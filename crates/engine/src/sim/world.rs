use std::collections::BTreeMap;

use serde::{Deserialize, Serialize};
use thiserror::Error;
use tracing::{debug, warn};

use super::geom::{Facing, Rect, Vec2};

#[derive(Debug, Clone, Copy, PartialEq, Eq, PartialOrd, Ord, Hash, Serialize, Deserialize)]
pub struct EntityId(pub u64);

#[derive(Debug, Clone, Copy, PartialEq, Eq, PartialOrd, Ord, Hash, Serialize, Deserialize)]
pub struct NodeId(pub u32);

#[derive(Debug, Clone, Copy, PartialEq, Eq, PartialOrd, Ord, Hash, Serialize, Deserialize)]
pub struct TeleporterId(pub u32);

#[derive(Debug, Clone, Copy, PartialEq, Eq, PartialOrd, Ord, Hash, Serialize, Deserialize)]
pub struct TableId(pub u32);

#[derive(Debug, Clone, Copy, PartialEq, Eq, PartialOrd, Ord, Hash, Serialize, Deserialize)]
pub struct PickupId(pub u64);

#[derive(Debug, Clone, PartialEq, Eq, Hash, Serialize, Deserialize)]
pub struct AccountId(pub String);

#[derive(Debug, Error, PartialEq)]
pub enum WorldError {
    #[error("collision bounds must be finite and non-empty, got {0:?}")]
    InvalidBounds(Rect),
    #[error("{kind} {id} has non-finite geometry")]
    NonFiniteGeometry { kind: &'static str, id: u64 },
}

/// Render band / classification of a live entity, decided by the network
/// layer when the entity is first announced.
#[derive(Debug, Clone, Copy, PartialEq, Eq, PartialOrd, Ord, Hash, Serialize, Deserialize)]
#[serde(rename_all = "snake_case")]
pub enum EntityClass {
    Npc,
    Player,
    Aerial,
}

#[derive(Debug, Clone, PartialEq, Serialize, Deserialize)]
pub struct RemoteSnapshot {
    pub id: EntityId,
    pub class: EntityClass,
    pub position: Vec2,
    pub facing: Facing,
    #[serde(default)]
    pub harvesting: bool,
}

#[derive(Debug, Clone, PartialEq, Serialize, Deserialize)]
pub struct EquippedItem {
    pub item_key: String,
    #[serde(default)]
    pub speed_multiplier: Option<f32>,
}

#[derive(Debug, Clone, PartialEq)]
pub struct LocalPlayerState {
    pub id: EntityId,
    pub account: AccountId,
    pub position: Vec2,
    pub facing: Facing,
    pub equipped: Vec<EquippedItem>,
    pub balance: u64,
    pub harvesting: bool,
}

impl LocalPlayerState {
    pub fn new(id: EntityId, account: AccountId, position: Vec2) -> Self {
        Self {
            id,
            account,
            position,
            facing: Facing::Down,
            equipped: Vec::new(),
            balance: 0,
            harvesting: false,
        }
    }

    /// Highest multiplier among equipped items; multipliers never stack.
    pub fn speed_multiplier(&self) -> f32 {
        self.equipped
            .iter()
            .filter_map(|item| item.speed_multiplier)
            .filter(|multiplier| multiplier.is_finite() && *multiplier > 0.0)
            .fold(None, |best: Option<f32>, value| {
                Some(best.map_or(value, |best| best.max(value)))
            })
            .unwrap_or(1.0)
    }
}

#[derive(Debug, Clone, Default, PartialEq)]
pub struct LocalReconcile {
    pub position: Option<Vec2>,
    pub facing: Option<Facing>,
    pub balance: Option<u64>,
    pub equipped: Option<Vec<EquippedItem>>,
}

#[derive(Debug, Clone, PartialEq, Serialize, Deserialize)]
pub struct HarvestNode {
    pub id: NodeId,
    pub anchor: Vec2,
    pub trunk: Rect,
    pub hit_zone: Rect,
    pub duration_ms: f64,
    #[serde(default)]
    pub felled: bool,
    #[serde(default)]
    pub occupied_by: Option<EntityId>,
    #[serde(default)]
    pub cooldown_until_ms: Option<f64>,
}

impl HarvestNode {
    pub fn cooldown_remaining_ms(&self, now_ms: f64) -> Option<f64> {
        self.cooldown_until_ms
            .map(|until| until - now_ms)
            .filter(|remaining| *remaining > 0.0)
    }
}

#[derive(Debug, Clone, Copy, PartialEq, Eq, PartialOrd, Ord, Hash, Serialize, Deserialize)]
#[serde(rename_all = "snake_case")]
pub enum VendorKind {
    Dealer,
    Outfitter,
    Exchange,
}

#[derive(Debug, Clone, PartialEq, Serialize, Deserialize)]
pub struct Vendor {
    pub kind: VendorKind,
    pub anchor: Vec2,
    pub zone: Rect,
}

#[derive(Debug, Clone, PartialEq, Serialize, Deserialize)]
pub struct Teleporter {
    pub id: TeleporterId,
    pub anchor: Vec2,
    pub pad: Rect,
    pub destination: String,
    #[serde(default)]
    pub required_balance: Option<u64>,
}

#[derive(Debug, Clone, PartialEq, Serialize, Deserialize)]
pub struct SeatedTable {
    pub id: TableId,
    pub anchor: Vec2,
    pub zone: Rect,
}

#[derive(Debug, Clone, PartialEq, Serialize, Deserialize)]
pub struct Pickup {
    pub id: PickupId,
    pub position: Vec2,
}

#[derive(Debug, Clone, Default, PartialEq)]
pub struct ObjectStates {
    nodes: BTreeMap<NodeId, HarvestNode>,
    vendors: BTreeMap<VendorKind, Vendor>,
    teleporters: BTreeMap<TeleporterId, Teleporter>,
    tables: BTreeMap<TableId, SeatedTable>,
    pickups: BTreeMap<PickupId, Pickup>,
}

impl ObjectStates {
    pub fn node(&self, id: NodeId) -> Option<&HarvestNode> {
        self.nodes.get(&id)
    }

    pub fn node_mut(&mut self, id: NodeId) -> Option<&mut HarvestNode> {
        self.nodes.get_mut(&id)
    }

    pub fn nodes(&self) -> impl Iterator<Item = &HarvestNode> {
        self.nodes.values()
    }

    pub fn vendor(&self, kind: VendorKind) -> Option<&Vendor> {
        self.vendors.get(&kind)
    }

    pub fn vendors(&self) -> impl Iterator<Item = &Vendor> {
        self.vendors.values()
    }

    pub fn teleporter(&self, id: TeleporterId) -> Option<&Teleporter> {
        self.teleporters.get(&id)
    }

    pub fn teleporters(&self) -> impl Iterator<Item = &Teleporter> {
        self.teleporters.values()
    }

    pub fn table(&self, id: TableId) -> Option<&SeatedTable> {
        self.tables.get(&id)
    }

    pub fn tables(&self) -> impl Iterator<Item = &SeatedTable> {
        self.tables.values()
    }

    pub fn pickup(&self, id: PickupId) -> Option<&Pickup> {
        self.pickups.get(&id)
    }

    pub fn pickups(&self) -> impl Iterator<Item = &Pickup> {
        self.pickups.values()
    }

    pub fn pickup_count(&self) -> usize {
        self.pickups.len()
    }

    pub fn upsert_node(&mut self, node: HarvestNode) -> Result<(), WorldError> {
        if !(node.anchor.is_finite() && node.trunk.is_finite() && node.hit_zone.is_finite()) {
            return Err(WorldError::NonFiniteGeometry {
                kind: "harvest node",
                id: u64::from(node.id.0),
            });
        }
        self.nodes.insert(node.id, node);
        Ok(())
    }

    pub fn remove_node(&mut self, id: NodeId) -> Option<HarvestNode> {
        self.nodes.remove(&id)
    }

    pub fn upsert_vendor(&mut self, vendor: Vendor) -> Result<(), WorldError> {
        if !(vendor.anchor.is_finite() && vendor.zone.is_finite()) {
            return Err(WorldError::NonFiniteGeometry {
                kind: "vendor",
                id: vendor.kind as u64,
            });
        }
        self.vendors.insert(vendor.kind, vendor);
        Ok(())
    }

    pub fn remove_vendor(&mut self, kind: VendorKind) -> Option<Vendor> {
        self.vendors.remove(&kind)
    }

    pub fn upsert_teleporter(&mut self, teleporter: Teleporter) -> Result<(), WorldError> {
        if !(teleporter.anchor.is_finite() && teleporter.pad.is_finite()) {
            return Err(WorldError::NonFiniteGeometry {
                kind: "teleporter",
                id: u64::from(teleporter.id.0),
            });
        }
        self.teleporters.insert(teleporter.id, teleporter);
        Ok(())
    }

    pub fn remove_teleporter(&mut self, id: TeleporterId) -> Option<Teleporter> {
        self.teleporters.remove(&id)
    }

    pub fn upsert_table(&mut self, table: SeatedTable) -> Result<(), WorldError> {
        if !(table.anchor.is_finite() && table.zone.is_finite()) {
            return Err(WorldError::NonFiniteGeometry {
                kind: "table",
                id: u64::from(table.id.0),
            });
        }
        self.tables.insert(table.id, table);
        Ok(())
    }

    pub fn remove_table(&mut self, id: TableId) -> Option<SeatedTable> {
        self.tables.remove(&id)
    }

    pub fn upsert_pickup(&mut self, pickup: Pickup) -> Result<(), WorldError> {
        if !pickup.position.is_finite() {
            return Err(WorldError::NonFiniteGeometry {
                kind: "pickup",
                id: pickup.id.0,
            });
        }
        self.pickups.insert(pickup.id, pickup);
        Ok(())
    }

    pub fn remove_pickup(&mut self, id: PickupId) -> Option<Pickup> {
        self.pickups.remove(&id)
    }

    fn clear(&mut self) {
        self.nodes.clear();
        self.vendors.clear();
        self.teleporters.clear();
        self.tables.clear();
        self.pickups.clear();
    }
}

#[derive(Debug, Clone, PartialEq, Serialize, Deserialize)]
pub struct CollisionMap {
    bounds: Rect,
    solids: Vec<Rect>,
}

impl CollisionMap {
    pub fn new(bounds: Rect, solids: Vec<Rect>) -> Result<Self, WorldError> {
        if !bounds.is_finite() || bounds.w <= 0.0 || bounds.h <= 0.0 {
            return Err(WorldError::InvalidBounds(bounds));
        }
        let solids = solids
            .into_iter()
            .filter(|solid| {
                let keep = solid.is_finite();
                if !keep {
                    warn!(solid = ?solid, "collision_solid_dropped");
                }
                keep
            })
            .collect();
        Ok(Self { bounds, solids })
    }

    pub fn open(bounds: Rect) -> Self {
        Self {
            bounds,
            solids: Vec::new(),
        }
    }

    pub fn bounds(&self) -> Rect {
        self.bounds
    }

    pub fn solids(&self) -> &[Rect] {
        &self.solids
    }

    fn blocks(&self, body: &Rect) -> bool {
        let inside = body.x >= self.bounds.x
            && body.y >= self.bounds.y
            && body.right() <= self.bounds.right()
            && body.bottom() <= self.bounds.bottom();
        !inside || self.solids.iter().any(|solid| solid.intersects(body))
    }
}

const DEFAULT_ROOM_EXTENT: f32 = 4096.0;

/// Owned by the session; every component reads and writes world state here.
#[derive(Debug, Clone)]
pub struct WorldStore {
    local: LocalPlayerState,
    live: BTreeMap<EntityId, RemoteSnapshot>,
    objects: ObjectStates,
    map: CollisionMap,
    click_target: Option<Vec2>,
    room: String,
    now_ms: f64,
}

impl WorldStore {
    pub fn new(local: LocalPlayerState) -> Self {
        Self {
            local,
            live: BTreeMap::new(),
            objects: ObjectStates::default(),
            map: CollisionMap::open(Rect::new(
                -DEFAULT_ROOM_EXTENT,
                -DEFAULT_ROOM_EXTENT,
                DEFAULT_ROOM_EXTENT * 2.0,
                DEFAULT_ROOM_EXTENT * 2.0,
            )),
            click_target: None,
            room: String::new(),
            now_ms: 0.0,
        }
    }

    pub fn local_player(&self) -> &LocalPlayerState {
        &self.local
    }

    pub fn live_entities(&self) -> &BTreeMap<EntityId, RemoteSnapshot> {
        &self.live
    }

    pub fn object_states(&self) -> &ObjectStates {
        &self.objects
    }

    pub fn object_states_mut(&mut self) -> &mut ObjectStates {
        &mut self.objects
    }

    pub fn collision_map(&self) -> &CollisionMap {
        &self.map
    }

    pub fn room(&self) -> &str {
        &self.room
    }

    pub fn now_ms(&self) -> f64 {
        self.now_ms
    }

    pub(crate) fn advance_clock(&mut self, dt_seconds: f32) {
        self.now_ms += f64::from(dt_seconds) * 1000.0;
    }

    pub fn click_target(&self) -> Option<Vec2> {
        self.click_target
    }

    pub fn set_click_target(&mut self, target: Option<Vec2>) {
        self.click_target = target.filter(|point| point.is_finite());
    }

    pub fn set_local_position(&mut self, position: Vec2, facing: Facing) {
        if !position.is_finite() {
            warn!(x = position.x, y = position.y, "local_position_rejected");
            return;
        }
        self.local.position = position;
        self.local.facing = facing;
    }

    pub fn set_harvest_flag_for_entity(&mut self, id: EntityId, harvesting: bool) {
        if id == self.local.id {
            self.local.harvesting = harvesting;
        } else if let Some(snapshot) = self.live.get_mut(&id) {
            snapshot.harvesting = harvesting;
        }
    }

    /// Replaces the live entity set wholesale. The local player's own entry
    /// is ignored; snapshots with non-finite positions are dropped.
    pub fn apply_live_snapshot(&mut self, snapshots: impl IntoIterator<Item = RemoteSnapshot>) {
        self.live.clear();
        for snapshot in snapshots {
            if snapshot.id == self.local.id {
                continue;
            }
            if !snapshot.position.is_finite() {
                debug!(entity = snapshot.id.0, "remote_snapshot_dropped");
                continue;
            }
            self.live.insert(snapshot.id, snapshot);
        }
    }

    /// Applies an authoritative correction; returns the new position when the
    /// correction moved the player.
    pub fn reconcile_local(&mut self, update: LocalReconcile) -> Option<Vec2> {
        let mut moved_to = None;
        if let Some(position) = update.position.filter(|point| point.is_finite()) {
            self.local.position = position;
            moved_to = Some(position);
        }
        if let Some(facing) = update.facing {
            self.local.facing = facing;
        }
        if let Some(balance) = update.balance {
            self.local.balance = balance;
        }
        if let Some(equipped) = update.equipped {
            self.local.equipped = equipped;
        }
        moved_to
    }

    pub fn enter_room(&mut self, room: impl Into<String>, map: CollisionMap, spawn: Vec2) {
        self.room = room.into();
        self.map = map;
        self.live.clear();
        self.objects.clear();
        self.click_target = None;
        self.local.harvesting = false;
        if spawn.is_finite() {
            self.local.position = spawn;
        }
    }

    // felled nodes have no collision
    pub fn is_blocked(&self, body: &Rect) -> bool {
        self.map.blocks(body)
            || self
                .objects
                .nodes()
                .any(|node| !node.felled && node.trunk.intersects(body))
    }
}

* Task details
Only the count is wanted: report how many lines of the material above hold the word "CollisionMap".

* Written answer
6